(Given data begins)
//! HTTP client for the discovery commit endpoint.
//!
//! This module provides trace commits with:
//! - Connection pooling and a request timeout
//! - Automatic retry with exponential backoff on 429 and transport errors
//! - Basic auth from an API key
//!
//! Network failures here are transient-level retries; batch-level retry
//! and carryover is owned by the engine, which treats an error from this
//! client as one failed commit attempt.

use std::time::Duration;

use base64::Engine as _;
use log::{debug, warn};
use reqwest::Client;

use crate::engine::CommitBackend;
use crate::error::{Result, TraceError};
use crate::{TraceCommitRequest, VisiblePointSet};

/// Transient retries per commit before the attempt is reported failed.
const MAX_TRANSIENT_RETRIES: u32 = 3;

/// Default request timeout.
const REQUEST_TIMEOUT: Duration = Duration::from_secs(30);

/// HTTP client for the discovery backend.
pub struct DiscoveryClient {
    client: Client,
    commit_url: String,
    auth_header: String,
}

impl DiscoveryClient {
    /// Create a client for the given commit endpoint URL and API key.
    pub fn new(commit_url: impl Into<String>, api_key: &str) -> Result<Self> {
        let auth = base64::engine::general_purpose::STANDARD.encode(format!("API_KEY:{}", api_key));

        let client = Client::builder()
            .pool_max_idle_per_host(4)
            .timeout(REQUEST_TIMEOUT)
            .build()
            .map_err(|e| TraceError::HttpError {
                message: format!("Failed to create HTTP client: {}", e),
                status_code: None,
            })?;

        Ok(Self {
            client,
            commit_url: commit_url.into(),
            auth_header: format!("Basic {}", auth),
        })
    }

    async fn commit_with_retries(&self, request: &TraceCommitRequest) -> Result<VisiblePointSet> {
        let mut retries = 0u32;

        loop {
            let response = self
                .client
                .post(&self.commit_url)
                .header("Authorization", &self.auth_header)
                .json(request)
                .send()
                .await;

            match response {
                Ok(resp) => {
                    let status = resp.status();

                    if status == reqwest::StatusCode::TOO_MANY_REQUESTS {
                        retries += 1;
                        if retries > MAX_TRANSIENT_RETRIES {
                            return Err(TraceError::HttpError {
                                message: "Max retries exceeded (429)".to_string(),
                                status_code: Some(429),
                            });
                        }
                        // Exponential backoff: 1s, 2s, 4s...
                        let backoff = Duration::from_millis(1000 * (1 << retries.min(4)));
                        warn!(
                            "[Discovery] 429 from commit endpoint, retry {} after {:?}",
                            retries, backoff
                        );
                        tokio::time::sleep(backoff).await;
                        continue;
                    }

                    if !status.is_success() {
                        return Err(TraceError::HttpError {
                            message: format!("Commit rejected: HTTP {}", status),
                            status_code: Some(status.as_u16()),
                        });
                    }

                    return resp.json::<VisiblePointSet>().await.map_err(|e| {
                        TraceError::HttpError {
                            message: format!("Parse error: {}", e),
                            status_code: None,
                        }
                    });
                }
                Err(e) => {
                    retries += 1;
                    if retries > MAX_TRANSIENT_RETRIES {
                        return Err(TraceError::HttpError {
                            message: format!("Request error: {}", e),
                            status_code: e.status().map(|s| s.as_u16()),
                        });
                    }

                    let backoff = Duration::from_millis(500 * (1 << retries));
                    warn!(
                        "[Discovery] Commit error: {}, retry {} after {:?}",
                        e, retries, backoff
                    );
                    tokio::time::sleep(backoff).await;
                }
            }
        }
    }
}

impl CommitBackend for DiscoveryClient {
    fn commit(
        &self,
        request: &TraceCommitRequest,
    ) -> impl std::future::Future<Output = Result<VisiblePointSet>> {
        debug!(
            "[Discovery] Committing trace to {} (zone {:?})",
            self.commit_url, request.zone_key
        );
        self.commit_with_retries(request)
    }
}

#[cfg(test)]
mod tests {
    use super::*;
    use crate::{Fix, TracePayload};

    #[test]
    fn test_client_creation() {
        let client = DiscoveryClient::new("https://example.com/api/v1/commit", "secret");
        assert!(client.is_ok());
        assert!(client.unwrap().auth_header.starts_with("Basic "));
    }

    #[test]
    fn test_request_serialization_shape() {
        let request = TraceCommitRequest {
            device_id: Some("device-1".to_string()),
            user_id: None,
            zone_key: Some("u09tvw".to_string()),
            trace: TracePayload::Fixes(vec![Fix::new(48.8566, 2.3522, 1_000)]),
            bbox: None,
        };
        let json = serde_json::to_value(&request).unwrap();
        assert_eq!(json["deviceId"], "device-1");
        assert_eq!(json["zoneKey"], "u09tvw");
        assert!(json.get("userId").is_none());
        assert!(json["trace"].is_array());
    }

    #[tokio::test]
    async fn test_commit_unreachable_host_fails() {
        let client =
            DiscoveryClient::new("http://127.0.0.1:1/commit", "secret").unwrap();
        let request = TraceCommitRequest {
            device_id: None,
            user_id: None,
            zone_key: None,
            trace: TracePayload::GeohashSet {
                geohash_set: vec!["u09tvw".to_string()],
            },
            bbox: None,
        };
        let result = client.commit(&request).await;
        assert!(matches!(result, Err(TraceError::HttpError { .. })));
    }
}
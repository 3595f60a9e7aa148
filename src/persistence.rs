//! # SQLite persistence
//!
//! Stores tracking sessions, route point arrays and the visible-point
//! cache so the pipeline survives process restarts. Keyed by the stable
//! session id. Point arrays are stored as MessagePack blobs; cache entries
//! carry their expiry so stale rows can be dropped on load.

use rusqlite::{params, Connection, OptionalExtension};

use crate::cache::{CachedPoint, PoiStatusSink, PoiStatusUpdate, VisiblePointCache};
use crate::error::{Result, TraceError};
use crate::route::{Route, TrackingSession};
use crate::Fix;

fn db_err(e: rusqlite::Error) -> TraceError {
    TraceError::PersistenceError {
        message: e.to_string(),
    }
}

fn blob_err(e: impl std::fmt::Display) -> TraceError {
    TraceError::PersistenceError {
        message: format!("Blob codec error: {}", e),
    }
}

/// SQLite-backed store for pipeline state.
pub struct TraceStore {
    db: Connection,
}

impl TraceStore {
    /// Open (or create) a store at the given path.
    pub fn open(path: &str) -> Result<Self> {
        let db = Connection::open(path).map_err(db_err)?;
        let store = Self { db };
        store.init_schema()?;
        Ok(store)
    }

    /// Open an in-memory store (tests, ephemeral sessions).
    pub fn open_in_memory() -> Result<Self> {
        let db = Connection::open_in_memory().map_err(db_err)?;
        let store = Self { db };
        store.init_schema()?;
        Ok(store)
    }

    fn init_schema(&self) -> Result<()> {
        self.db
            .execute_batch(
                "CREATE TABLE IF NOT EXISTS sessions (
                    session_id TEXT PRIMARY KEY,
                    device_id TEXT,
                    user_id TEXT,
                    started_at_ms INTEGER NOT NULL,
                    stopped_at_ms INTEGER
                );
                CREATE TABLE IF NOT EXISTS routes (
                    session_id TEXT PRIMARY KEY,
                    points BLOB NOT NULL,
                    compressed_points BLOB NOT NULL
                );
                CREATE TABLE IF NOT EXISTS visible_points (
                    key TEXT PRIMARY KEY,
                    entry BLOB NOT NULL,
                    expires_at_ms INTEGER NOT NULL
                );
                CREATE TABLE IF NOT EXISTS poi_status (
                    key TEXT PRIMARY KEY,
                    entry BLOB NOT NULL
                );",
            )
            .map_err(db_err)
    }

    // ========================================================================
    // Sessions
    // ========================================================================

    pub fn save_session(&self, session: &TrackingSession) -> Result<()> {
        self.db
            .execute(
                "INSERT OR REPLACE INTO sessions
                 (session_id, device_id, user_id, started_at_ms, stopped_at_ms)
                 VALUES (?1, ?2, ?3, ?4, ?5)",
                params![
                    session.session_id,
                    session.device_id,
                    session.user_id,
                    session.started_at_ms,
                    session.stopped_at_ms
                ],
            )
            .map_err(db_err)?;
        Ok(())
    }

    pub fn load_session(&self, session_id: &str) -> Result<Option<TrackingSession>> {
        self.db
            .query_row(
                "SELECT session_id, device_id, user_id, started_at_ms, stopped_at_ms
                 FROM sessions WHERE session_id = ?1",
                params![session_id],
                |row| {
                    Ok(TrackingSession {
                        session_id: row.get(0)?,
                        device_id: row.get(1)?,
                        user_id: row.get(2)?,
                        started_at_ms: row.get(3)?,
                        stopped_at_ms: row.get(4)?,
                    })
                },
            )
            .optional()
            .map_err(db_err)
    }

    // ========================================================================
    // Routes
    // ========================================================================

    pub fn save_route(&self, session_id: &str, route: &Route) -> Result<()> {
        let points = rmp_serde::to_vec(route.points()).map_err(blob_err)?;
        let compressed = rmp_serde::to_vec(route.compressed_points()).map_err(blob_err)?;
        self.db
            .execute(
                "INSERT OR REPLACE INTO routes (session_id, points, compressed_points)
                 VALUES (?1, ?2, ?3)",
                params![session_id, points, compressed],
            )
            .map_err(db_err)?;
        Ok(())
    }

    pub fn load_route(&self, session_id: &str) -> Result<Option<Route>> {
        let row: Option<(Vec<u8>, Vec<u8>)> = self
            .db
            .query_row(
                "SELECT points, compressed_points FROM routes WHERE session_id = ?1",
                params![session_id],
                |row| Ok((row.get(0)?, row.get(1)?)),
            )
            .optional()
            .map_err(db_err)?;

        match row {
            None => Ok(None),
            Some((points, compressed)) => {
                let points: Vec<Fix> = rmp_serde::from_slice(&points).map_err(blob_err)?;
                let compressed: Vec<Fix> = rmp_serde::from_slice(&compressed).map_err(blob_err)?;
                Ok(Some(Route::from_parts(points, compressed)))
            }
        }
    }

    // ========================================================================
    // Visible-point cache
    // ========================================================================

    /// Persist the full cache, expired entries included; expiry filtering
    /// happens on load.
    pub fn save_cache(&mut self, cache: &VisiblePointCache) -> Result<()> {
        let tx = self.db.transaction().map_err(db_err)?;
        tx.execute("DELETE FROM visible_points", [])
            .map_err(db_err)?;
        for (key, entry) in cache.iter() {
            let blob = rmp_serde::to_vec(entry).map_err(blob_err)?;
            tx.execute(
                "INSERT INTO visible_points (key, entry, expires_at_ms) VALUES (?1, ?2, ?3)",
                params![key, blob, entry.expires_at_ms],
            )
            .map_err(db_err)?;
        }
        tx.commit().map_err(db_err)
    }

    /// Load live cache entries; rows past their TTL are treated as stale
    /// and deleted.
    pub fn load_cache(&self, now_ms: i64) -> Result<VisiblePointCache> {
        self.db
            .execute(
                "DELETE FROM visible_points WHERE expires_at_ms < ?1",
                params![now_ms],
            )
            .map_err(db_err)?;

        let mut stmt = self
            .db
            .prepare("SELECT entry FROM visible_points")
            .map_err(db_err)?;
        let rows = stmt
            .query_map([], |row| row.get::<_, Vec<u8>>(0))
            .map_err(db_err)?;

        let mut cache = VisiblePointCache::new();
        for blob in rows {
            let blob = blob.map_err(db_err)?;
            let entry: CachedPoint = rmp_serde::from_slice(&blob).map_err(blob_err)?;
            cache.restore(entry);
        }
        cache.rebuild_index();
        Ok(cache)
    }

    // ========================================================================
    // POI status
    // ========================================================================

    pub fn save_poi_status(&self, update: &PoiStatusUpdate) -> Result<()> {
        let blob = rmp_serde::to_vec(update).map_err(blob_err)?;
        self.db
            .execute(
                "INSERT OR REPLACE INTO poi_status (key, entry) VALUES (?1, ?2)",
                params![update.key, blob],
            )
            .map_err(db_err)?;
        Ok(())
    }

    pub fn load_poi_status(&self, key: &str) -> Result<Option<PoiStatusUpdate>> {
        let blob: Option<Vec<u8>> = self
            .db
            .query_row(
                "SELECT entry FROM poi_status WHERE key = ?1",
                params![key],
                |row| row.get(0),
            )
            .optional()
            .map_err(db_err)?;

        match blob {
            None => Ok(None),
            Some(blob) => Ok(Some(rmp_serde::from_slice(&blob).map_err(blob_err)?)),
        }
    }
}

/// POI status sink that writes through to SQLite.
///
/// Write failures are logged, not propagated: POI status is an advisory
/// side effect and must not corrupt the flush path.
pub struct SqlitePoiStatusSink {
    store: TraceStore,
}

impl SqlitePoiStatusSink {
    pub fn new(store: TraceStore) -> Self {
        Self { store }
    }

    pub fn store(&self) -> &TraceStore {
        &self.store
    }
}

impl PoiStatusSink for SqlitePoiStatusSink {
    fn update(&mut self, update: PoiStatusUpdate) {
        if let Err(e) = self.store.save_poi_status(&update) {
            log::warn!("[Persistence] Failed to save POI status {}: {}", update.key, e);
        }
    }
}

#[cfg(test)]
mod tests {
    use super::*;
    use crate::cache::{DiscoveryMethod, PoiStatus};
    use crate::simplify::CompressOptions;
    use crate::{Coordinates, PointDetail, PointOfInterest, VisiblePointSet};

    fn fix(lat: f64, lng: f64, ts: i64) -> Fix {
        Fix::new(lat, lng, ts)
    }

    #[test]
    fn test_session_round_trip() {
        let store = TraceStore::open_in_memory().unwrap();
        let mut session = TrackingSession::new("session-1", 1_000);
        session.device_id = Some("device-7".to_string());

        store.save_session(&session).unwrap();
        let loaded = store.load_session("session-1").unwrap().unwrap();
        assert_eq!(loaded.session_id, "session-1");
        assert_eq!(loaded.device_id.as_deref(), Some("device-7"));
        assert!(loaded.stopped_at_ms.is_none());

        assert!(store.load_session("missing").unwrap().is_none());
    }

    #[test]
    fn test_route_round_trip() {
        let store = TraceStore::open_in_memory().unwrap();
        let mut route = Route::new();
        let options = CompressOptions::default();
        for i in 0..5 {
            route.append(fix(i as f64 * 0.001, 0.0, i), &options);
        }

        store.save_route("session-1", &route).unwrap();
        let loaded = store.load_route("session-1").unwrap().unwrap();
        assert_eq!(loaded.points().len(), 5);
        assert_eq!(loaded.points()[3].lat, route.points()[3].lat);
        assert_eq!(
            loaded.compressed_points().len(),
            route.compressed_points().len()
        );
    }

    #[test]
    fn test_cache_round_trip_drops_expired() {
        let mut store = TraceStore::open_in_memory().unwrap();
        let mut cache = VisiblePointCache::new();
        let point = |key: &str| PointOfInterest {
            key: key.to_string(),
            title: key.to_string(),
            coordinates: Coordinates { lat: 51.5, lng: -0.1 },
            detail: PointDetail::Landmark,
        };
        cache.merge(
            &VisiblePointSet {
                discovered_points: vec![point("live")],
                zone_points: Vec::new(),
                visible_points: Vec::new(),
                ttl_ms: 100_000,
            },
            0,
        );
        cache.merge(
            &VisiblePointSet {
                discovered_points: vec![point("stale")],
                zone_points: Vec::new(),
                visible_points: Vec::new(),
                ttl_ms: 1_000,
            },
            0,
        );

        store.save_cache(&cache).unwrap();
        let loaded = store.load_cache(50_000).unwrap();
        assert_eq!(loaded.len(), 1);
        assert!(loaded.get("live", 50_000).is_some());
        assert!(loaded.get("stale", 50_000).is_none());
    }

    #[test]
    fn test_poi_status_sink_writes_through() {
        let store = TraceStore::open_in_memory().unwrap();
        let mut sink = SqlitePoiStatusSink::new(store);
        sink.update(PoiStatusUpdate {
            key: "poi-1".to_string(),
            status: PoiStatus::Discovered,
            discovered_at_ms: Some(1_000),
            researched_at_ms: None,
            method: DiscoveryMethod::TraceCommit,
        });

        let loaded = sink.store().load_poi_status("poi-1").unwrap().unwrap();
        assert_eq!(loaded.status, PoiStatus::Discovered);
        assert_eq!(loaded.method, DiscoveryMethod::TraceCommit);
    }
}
(Given data ends)
- What to do -
Restate word for word the entries above, starting at the line with "#[tokio::test]" and ending at the line with "and the visible-point", inclusive, and no others.

- Task result -
    #[tokio::test]
    async fn test_commit_unreachable_host_fails() {
        let client =
            DiscoveryClient::new("http://127.0.0.1:1/commit", "secret").unwrap();
        let request = TraceCommitRequest {
            device_id: None,
            user_id: None,
            zone_key: None,
            trace: TracePayload::GeohashSet {
                geohash_set: vec!["u09tvw".to_string()],
            },
            bbox: None,
        };
        let result = client.commit(&request).await;
        assert!(matches!(result, Err(TraceError::HttpError { .. })));
    }
}
repository 3595f60a9e7aa148
filename src/persistence.rs
//! # SQLite persistence
//!
//! Stores tracking sessions, route point arrays and the visible-point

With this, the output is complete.